*Task to carry out*
Please repeat the lines below exactly. Begin with the line containing "filename crates/rc_store/src/file.rs" and go on through the line containing "Open (creating if".

Source material: Begin

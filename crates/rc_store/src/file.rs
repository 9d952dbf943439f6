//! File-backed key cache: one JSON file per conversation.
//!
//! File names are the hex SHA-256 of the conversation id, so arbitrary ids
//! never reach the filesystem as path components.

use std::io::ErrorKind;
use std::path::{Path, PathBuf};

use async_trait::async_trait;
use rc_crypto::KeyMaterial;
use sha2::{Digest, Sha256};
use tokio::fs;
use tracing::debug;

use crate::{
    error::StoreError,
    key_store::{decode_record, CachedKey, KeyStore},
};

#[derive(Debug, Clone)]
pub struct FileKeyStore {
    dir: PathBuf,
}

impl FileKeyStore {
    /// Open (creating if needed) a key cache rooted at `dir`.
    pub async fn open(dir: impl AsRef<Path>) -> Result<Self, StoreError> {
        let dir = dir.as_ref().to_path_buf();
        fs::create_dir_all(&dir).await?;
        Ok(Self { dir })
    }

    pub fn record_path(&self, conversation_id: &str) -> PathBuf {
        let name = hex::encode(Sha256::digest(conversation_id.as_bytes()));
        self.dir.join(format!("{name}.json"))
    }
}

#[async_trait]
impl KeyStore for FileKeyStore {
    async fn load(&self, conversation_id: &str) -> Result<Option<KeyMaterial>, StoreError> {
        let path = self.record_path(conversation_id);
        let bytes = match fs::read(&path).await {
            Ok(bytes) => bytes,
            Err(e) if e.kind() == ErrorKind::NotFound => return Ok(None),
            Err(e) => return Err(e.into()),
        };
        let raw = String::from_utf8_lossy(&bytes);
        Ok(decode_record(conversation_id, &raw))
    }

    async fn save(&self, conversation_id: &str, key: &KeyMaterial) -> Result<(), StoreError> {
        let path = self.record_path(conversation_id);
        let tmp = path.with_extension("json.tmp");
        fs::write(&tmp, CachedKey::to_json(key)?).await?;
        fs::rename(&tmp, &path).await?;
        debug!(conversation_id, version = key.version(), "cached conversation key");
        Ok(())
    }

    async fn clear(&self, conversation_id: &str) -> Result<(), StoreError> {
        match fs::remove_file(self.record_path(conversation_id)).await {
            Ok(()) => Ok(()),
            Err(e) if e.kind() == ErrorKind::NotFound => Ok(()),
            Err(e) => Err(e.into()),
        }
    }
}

Source material: End
Source material: Begin

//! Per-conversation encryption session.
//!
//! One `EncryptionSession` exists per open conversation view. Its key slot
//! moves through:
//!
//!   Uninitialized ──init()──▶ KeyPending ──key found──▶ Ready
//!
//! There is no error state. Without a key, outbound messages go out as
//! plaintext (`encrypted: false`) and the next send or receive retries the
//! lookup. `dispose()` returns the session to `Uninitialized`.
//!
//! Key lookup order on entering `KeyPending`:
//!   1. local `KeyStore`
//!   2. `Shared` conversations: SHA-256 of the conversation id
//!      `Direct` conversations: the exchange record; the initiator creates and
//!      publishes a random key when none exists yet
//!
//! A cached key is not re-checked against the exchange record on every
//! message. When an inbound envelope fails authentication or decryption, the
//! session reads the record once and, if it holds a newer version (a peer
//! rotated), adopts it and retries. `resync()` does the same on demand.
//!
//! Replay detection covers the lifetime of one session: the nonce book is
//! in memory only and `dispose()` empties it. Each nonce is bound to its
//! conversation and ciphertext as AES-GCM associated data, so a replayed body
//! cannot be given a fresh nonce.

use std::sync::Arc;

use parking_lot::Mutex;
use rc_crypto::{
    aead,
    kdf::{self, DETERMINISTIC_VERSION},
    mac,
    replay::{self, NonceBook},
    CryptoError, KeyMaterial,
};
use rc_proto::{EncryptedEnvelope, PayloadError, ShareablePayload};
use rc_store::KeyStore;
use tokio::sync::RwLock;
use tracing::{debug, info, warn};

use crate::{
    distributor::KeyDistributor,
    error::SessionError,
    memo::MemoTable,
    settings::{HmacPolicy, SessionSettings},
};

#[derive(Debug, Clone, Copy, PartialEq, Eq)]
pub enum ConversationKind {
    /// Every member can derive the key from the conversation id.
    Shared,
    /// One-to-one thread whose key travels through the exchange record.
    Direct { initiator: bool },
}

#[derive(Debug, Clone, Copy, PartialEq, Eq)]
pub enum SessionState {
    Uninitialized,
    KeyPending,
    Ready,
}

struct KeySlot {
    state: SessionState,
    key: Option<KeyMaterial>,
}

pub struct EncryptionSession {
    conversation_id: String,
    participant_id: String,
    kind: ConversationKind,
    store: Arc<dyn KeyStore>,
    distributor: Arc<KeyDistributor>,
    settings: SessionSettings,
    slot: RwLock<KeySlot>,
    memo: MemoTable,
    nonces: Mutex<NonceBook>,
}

Source material: End
Source material: Begin

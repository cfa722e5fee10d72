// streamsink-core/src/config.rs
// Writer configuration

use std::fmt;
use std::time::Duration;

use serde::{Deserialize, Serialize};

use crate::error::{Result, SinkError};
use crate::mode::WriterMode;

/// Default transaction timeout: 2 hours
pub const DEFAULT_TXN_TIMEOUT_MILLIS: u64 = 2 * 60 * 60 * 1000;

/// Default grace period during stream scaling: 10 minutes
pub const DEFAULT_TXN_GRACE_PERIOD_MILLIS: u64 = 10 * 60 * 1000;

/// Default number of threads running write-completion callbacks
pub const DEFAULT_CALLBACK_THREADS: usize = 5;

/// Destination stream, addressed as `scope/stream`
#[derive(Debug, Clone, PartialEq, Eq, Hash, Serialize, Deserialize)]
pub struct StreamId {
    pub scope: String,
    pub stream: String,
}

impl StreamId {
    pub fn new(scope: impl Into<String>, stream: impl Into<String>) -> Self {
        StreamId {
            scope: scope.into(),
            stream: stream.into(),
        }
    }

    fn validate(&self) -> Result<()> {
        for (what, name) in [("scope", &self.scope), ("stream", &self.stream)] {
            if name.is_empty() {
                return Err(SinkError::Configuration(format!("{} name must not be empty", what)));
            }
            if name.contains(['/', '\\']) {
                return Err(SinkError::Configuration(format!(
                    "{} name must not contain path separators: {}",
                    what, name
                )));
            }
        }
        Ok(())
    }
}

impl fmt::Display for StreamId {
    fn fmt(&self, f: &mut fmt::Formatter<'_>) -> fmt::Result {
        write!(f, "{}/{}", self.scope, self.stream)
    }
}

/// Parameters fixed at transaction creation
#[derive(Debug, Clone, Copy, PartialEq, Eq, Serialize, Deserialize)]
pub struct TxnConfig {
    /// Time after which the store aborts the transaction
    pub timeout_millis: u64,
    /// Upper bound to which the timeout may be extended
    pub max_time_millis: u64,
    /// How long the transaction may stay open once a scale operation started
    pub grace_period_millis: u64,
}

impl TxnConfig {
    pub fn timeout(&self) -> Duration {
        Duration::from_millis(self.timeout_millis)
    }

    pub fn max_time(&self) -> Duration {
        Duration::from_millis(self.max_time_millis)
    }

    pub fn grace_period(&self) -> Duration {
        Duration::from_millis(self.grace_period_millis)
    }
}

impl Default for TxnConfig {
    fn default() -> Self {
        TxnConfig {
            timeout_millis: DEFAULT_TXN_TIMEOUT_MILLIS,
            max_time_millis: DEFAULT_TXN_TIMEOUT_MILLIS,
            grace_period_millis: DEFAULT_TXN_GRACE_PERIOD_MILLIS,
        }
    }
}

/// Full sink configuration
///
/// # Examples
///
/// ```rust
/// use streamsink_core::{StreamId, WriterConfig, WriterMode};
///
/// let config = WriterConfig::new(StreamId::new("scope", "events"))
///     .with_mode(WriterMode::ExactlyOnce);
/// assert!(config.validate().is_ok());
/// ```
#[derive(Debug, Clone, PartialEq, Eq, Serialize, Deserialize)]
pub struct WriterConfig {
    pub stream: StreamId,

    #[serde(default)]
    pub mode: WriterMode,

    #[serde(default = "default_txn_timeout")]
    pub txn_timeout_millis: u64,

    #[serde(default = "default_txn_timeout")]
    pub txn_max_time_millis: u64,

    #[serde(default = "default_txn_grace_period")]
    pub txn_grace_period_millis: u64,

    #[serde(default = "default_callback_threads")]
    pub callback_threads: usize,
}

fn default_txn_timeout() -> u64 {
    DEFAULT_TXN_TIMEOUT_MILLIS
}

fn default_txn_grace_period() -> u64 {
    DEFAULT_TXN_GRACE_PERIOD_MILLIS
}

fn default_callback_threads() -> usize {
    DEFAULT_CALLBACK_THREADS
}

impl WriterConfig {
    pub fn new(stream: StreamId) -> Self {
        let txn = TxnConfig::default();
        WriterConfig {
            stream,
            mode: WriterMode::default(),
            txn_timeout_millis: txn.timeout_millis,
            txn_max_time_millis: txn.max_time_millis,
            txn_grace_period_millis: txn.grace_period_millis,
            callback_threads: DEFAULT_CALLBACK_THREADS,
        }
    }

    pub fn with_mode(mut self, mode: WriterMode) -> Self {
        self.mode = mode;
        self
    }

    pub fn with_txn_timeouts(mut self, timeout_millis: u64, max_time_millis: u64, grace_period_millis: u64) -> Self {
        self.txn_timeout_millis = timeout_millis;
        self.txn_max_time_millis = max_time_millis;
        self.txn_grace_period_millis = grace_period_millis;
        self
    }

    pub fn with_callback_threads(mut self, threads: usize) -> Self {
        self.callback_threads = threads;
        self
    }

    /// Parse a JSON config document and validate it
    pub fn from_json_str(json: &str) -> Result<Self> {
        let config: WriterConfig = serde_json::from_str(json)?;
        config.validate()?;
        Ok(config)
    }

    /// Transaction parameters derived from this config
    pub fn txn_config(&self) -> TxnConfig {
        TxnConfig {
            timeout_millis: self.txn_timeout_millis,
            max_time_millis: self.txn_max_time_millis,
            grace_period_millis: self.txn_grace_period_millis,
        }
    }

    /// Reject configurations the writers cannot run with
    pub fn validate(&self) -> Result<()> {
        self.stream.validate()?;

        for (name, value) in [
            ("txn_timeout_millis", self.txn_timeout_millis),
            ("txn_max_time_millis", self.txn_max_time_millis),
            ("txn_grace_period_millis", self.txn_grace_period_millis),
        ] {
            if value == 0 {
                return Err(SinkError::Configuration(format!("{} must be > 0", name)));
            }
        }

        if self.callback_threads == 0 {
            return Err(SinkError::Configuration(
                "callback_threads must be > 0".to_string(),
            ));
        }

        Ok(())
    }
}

Source material: End

*Written response*
filename crates/rc_store/src/file.rs
repository 9d952dbf943439f6
//! File-backed key cache: one JSON file per conversation.
//!
//! File names are the hex SHA-256 of the conversation id, so arbitrary ids
//! never reach the filesystem as path components.

use std::io::ErrorKind;
use std::path::{Path, PathBuf};

use async_trait::async_trait;
use rc_crypto::KeyMaterial;
use sha2::{Digest, Sha256};
use tokio::fs;
use tracing::debug;

use crate::{
    error::StoreError,
    key_store::{decode_record, CachedKey, KeyStore},
};

#[derive(Debug, Clone)]
pub struct FileKeyStore {
    dir: PathBuf,
}

impl FileKeyStore {
    /// Open (creating if needed) a key cache rooted at `dir`.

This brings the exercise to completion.